§ Problem description
What lines of the material below include the string "first"? Copy all of them.

===== Given entries =====

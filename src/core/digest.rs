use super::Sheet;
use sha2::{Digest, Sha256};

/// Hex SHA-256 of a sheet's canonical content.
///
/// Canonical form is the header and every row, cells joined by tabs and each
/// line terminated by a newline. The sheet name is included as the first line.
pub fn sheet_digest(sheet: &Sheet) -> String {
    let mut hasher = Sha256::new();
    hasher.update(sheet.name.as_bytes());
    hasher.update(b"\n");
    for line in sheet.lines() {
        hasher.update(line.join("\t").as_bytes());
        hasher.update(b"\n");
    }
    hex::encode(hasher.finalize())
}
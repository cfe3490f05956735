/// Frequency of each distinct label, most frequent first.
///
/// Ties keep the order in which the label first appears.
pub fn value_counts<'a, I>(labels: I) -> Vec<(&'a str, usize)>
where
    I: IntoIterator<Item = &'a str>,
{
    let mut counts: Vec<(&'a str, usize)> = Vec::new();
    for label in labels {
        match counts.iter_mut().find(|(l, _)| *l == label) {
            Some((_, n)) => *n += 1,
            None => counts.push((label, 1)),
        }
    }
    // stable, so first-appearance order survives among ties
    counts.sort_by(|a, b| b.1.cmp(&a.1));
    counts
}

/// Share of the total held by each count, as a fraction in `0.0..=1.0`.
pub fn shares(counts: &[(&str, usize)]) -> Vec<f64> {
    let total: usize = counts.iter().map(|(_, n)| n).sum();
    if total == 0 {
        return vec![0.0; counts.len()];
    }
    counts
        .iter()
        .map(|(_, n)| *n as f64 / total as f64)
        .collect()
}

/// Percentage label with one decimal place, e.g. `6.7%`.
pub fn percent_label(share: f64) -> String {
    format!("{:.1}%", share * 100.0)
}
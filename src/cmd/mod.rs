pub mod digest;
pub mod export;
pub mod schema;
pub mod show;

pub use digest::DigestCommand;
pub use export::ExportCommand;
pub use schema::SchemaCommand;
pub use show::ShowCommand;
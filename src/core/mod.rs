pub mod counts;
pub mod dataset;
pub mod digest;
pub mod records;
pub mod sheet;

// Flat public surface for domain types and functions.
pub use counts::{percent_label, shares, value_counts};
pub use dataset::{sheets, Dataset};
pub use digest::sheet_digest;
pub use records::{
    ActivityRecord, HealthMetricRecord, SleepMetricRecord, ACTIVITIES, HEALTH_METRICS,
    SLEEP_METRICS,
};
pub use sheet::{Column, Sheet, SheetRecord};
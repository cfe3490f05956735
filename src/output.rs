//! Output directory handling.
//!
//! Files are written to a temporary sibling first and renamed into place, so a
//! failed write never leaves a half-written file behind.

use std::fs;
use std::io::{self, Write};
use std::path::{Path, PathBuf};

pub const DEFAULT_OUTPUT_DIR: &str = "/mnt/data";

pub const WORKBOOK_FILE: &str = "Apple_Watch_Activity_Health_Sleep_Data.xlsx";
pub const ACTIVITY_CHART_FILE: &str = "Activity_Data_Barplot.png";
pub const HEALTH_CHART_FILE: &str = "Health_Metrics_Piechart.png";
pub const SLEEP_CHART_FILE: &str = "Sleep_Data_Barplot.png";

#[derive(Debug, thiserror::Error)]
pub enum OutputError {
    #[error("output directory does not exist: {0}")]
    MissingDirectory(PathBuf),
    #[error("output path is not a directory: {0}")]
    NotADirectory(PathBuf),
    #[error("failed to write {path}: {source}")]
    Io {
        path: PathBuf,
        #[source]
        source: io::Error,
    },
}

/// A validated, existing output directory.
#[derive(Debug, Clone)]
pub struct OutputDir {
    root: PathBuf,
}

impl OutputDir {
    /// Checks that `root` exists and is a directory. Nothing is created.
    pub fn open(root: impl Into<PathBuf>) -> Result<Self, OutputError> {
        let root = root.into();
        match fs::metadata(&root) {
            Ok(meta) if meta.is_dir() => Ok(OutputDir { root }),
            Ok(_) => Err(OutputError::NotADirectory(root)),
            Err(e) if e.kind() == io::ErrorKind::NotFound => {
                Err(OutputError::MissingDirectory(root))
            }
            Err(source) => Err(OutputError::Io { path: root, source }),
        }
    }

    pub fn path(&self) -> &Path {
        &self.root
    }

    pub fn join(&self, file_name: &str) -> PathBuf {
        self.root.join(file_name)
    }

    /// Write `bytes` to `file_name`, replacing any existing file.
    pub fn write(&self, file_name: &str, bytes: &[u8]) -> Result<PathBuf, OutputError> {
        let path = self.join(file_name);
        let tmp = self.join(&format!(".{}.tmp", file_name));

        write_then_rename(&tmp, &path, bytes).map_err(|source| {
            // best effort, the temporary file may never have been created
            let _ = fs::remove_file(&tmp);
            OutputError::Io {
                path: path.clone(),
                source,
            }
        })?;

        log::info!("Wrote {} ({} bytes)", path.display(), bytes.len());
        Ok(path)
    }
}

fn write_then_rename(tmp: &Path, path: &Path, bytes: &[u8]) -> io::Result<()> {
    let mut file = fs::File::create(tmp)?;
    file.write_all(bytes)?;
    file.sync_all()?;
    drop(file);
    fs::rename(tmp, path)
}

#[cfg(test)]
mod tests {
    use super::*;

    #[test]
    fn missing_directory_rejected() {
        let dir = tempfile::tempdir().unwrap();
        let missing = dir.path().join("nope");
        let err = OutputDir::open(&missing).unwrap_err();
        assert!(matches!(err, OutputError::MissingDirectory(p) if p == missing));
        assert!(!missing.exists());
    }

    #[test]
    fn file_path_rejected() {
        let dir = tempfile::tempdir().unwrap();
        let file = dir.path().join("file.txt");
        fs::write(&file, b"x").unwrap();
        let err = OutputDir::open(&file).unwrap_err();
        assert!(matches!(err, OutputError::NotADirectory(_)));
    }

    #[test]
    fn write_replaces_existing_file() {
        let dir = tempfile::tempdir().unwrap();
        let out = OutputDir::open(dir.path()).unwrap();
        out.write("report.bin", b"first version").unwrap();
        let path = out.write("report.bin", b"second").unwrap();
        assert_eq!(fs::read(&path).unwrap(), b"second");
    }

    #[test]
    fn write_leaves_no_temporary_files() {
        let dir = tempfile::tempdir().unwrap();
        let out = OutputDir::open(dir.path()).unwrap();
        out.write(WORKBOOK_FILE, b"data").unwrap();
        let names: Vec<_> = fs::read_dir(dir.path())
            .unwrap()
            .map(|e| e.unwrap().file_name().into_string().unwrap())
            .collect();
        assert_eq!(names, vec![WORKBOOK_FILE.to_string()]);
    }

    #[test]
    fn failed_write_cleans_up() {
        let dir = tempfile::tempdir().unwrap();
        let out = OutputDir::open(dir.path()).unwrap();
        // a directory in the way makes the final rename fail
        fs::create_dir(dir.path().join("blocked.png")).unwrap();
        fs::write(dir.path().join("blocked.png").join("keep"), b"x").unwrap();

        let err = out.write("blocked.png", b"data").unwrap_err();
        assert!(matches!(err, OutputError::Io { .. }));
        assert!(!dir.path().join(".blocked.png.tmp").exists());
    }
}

=====

§ Task output
/// line terminated by a newline. The sheet name is included as the first line.
/// Frequency of each distinct label, most frequent first.
/// Ties keep the order in which the label first appears.
    // stable, so first-appearance order survives among ties
//! Files are written to a temporary sibling first and renamed into place, so a
        out.write("report.bin", b"first version").unwrap();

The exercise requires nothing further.